Bersani a capo della coalizione PD – SEL – PSI. Silvio Berlusconi (forse) a guidare il centrodestra "spacchettato" con tanto di Lega Nord al seguito. Il Movimento 5 Stelle con il candidato X alla conquista delle piazze e lontano dai talk show televisivi. La lista Monti, con o senza Monti, a rosicchiare voti a PDL e PD ed a cercare un sostanziale pareggio al Senato. Il quarto – quinto Polo dei non allineati, ovvero il Movimento arancione guidato con buona probabilità dal magistrato Antonio Ingroia. Tutto in alto mare, peraltro (Bersani a parte).

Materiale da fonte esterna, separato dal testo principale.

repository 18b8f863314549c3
use crate::core::geometry::zmatrix::{self, ConversionError, InternalCoord};
use crate::core::io::traits::{InputFile, TextArtifact};
use crate::core::models::molecule::MoleculeGraph;
use std::io::{self, BufRead, Write};
use thiserror::Error;

const ATOM_FIELDS: usize = 9;
const COUNTS_FIRST_LINE: usize = 16;

#[derive(Debug, Error)]
pub enum TemplateError {
    #[error("I/O error: {0}")]
    Io(#[from] io::Error),
    #[error("Parse error on line {line}: {kind}")]
    Parse {
        line: usize,
        kind: TemplateParseErrorKind,
    },
    #[error("Template ended before the '{0}' section was complete")]
    MissingSection(&'static str),
    #[error("Template has {template} atoms but the molecule has {molecule}")]
    AtomCountMismatch { template: usize, molecule: usize },
    #[error("Atom '{0}' has no counterpart of the same name")]
    UnmatchedAtom(String),
    #[error("Tree ordering is not a permutation of the {atom_count} template atoms")]
    InvalidOrdering { atom_count: usize },
    #[error("Tree describes {found} positions but the template has {expected} atoms")]
    TreeSizeMismatch { expected: usize, found: usize },
    #[error("Coordinate conversion failed: {0}")]
    Conversion(#[from] ConversionError),
}

#[derive(Debug, Error, PartialEq)]
pub enum TemplateParseErrorKind {
    #[error("Expected '<name> <atoms> <bonds> <angles>' counts line")]
    MalformedCounts,
    #[error("Atom line has {found} fields, expected at least 9")]
    AtomFieldCount { found: usize },
    #[error("Invalid integer '{0}'")]
    InvalidInt(String),
    #[error("Invalid float '{0}'")]
    InvalidFloat(String),
    #[error("Atom index {index} is out of range for {atom_count} atoms")]
    IndexOutOfRange { index: i64, atom_count: usize },
    #[error("Expected the '{expected}' section header, found '{found}'")]
    UnexpectedSection {
        expected: &'static str,
        found: String,
    },
    #[error("Record has fewer than {0} atom indices")]
    MissingIndices(usize),
}
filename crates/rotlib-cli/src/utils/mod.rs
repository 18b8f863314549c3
pub mod parser;
pub mod progress;
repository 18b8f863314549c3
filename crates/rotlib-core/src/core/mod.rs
//! # Core Module
//!
//! The fundamental building blocks used by every rotamer library build.
//!
//! ## Architecture
//!
//! - **Molecular Representation** ([`models`]) - Atoms, bonds, torsions, rings, the molecule
//!   graph and conformer sets
//! - **File I/O** ([`io`]) - Structure input, rotatable-bond lists and z-matrix templates
//! - **Geometry** ([`geometry`]) - Cartesian and internal (z-matrix) coordinate conversion
//! - **Rotamer Libraries** ([`rotamers`]) - Grid quantization, library files and assignment scripts
//!
//! Nothing in this module holds state across builds; every type is either an immutable
//! value produced by a parser or a pure function over such values.

pub mod geometry;
pub mod io;
pub mod models;
pub mod rotamers;
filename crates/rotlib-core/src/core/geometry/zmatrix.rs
use nalgebra::{Matrix3, Point3, Vector3};
use std::f64::consts::PI;
use thiserror::Error;
use tracing::warn;

/// Fixed anchors that precede every tree, so the root already has three placed ancestors.
pub const DUMMY_ANCHORS: [[f64; 3]; 3] = [[0.8, 0.7, 0.9], [0.6, 0.5, 0.4], [0.1, 0.2, 0.3]];

const ANCHOR_COUNT: usize = 3;
const EPSILON: f64 = 1e-9;
const COS_ONE_TOLERANCE: f64 = 1e-10;
const COS_MINUS_ONE_TOLERANCE: f64 = 1e-11;

/// Internal coordinates of one atom relative to its parent, grandparent and great-grandparent.
#[derive(Debug, Clone, Copy, PartialEq, Default)]
pub struct InternalCoord {
    /// Distance to the parent in Angstroms.
    pub bond_length: f64,
    /// Angle atom-parent-grandparent in degrees.
    pub bond_angle: f64,
    /// Dihedral atom-parent-grandparent-great-grandparent in degrees.
    pub torsion: f64,
}

impl InternalCoord {
    pub fn new(bond_length: f64, bond_angle: f64, torsion: f64) -> Self {
        Self {
            bond_length,
            bond_angle,
            torsion,
        }
    }
}

#[derive(Debug, Error, PartialEq, Eq)]
pub enum ConversionError {
    #[error("Tree describes {expected} positions but {found} entries were supplied")]
    LengthMismatch { expected: usize, found: usize },
    #[error("Parent {parent} of position {position} is outside the tree")]
    ParentOutOfRange { position: usize, parent: usize },
    #[error("Position {position} maps to atom {atom}, but only {atom_count} coordinates exist")]
    OrderingOutOfRange {
        position: usize,
        atom: usize,
        atom_count: usize,
    },
    #[error("Position {position} cannot be placed because its ancestors never resolve")]
    UnresolvableParent { position: usize },
}

/// Parent lookup over the tree extended with the three dummy anchors.
///
/// Extended index `i >= 3` is tree position `i - 3`; a root points at the last anchor.
struct AnchoredTree<'a> {
    parent: &'a [Option<usize>],
}

impl AnchoredTree<'_> {
    fn parent_of(&self, extended: usize) -> usize {
        match extended {
            0 | 1 => 0,
            2 => 1,
            _ => self.parent[extended - ANCHOR_COUNT].map_or(ANCHOR_COUNT - 1, |p| p + ANCHOR_COUNT),
        }
    }

    /// Parent, grandparent and great-grandparent of an extended index.
    fn ancestors(&self, extended: usize) -> (usize, usize, usize) {
        let j = self.parent_of(extended);
        let k = self.parent_of(j);
        let l = self.parent_of(k);
        (j, k, l)
    }
}

fn anchor(index: usize) -> Point3<f64> {
    let [x, y, z] = DUMMY_ANCHORS[index];
    Point3::new(x, y, z)
}

fn validate_parents(parent: &[Option<usize>]) -> Result<(), ConversionError> {
    for (position, p) in parent.iter().enumerate() {
        if let Some(p) = *p {
            if p >= parent.len() {
                return Err(ConversionError::ParentOutOfRange {
                    position,
                    parent: p,
                });
            }
        }
    }
    Ok(())
}

/// Maps a cosine onto [0, π], snapping values within tolerance of ±1 to exactly 0 or π.
fn clamped_acos(cos: f64) -> f64 {
    if cos - 1.0 > -COS_ONE_TOLERANCE {
        0.0
    } else if cos + 1.0 < COS_MINUS_ONE_TOLERANCE {
        PI
    } else {
        cos.acos()
    }
}

/// Angle `a`-`vertex`-`c` in radians.
pub fn bond_angle(a: &Point3<f64>, vertex: &Point3<f64>, c: &Point3<f64>) -> f64 {
    let u = a - vertex;
    let v = c - vertex;
    let norms = u.norm() * v.norm();
    if norms < EPSILON {
        warn!("Degenerate geometry: zero-length arm in bond angle, using 0");
        return 0.0;
    }
    clamped_acos(u.dot(&v) / norms)
}

/// Signed dihedral `i`-`j`-`k`-`l` in radians, measured as atom `i` around the `j`-`k` axis.
///
/// The sign follows the scalar triple product, so the result matches the IUPAC convention
/// for the sequence `l`-`k`-`j`-`i`.
pub fn dihedral_angle(
    i: &Point3<f64>,
    j: &Point3<f64>,
    k: &Point3<f64>,
    l: &Point3<f64>,
) -> f64 {
    let dij = i - j;
    let dkj = k - j;
    let dkl = k - l;
    let a = dij.cross(&dkj);
    let c = dkj.cross(&dkl);
    let denom = (a.norm_squared() * c.norm_squared()).sqrt();
    if denom < EPSILON {
        warn!("Degenerate geometry: collinear atoms in dihedral, using 0");
        return 0.0;
    }
    let angle = clamped_acos(a.dot(&c) / denom);
    if dij.dot(&c) < 0.0 { -angle } else { angle }
}

fn any_perpendicular(v: &Vector3<f64>) -> Vector3<f64> {
    let seed = if v.x.abs() < 0.9 {
        Vector3::x()
    } else {
        Vector3::y()
    };
    (seed - v * v.dot(&seed)).normalize()
}

/// Places atom D from C (parent), B (grandparent) and A (great-grandparent).
fn place_atom(
    a: &Point3<f64>,
    b: &Point3<f64>,
    c: &Point3<f64>,
    coord: &InternalCoord,
    position: usize,
) -> Point3<f64> {
    let bc = c - b;
    let bc_len = bc.norm();
    let bc_hat = if bc_len < EPSILON {
        warn!(position, "Degenerate geometry: parent and grandparent coincide");
        Vector3::x()
    } else {
        bc / bc_len
    };

    let normal = (b - a).cross(&bc_hat);
    let normal = if normal.norm() < EPSILON {
        warn!(position, "Degenerate geometry: reference atoms are collinear");
        any_perpendicular(&bc_hat)
    } else {
        normal.normalize()
    };
    let in_plane = normal.cross(&bc_hat);

    let theta = coord.bond_angle.to_radians();
    let phi = coord.torsion.to_radians();
    let r = coord.bond_length;
    let local = Vector3::new(
        -r * theta.cos(),
        r * theta.sin() * phi.cos(),
        r * theta.sin() * phi.sin(),
    );

    c + Matrix3::from_columns(&[bc_hat, in_plane, normal]) * local
}

/// Rebuilds Cartesian coordinates from internal coordinates over an arbitrary tree.
///
/// `zmat[p]` and `parent[p]` describe tree position `p`; parents may appear later in the
/// array than their children. Positions are placed in passes until every ancestor chain
/// resolves. The returned coordinates are indexed by tree position.
///
/// # Errors
///
/// Returns [`ConversionError`] when the arrays disagree in length, a parent is out of range,
/// or a cycle leaves some position permanently unplaced.
pub fn internal_to_cartesian(
    zmat: &[InternalCoord],
    parent: &[Option<usize>],
) -> Result<Vec<Point3<f64>>, ConversionError> {
    if zmat.len() != parent.len() {
        return Err(ConversionError::LengthMismatch {
            expected: parent.len(),
            found: zmat.len(),
        });
    }
    validate_parents(parent)?;

    let tree = AnchoredTree { parent };
    let total = zmat.len() + ANCHOR_COUNT;
    let mut placed: Vec<Option<Point3<f64>>> = vec![None; total];
    for (i, slot) in placed.iter_mut().take(ANCHOR_COUNT).enumerate() {
        *slot = Some(anchor(i));
    }

    let mut remaining = zmat.len();
    while remaining > 0 {
        let mut progressed = false;
        for extended in ANCHOR_COUNT..total {
            if placed[extended].is_some() {
                continue;
            }
            let (j, k, l) = tree.ancestors(extended);
            if let (Some(pj), Some(pk), Some(pl)) = (placed[j], placed[k], placed[l]) {
                let position = extended - ANCHOR_COUNT;
                placed[extended] = Some(place_atom(&pl, &pk, &pj, &zmat[position], position));
                remaining -= 1;
                progressed = true;
            }
        }
        if !progressed {
            let position = placed[ANCHOR_COUNT..]
                .iter()
                .position(Option::is_none)
                .unwrap_or(0);
            return Err(ConversionError::UnresolvableParent { position });
        }
    }

    Ok(placed.into_iter().skip(ANCHOR_COUNT).flatten().collect())
}

/// Expresses Cartesian coordinates as internal coordinates over a tree.
///
/// `ordering[p]` is the index into `cart` of the atom at tree position `p`, and `parent[p]` is
/// the tree position of its parent. The result is indexed by tree position.
///
/// # Errors
///
/// Returns [`ConversionError`] when the arrays disagree in length or refer outside `cart`.
pub fn cartesian_to_internal(
    cart: &[Point3<f64>],
    ordering: &[usize],
    parent: &[Option<usize>],
) -> Result<Vec<InternalCoord>, ConversionError> {
    if ordering.len() != parent.len() {
        return Err(ConversionError::LengthMismatch {
            expected: parent.len(),
            found: ordering.len(),
        });
    }
    validate_parents(parent)?;
    for (position, &atom) in ordering.iter().enumerate() {
        if atom >= cart.len() {
            return Err(ConversionError::OrderingOutOfRange {
                position,
                atom,
                atom_count: cart.len(),
            });
        }
    }

    let tree = AnchoredTree { parent };
    let point = |extended: usize| {
        if extended < ANCHOR_COUNT {
            anchor(extended)
        } else {
            cart[ordering[extended - ANCHOR_COUNT]]
        }
    };

    Ok((0..ordering.len())
        .map(|position| {
            let extended = position + ANCHOR_COUNT;
            let (j, k, l) = tree.ancestors(extended);
            let (pi, pj, pk, pl) = (point(extended), point(j), point(k), point(l));
            InternalCoord {
                bond_length: (pi - pj).norm(),
                bond_angle: bond_angle(&pi, &pj, &pk).to_degrees(),
                torsion: dihedral_angle(&pi, &pj, &pk, &pl).to_degrees(),
            }
        })
        .collect())
}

È questo a grandi linee il quadro delle imminenti elezioni politiche del 2013, che si terranno molto probabilmente il 17 febbraio assieme alle Regionali in Lombardia e Molise (come ufficializzato dal Consiglio dei Ministri straordinario). Una situazione ancora in via di definizione, giova ricordarlo, ma i cui contorni si vanno facendo lentamente più nitidi con il passare dei giorni. E vorremmo ben dire, dal momento che mancano meno di due mesi alle urne e probabilmente meno di un mese alla presentazione di firme (ove richieste) e candidature. Insomma, cinque soggetti più o meno nuovi, con cinque candidature e, almeno teoricamente, cinque idee diverse di Paese. Con un risultato però sostanzialmente già scritto. Almeno a grandi linee e salvo sorprese clamorose.
PD – SEL conquistano la maggioranza…alla Camera dei Deputati- Che la coalizione guidata da Bersani raggiunga il numero più alto di consensi sembra un dato piuttosto assodato, anche nel caso in cui Monti decidesse di scendere in campo con i centristi e Berlusconi riuscisse a tenere unito il fronte interno del PDL. Un risultato che consentirebbe al segretario democratico di ottenere una discreta maggioranza alla Camera dei Deputati ma, miracoli del Porcellum, con ogni probabilità un numero insufficiente di seggi al Senato (e lo confermano praticamente tutte le simulazioni). A quel punto un accordo con i centristi sembrerebbe inevitabile, ma difficilmente Bersani rinuncerebbe alla carica di premier, confortato in questo anche dalle parole di Napolitano che ha parlato di "rispettare" l'esito del voto del 2013. E dunque? Quale potrebbe essere il "prezzo" sufficiente a convincere i centristi ad appoggiare un Governo Bersani. Noi facciamo un'ipotesi (consci delle tante complicazioni che potrebbero sorgere "a sinistra"): Casini al Quirinale e Monti a via XX settembre.
Le incognite: Movimento 5 Stelle e polo arancione – Inizialmente quasi tutti erano portati a credere che il nuovo soggetto politico immaginato dal Sindaco di Napoli Luigi de Magistris fosse una sorta di cuscinetto a sinistra fra PD e 5 Stelle: un modo per provare ad arginare "con le stesse armi" la forza d'urto delle armate grilline. Insomma, in poche parole: un'operazione politica guidata da Bersani e compagni. Tuttavia, sono bastate poche assemblee "arancioni" e l'indicazione tacita di Ingroia come leader per far vacillare simili teorie: se il bersaglio "primo" è Napolitano, il PD non apre nemmeno alla discussione. Grillo invece gioca sul velluto e senza dubbio potrà mettere in piedi una campagna aggressiva sulla "diversità" dei 5 stelle rispetto alla politica tradizionale che ha contribuito a gettare il Paese nel baratro. Lo farà senza un leader e sperando che nessuno "ficchi troppo il naso" negli affari interni del Movimento. Insomma, se la macchina reggerà alle polemiche e agli enormi limiti "organizzativi" (e finora anche programmatici, ma aspettiamo il programma prima di sbilanciarci), i 5 Stelle possono davvero raggiungere un risultato clamoroso.
Manca il Popolo della Libertà – All'appello manca il centrodestra. Già, ma quale centrodestra? Quello che propone "ma anche no" il Monti bis? Quello di Berlusconi "ma anche" di Alfano? Quello delle amazzoni e dei colonnelli? Forse quello tenuto in vita dagli errori dei suoi avversari, per citare Travaglio. Per ora davvero, oltre Berlusconi di concreto c'è poco o nulla: il mezzo strappo del duo Meloni – Crosetto, i mal di pancia di Frattini e lo spacchettamento concordato di Gasparri e La Russa. Poco, troppo poco. Come il 20% che li attende alle urne.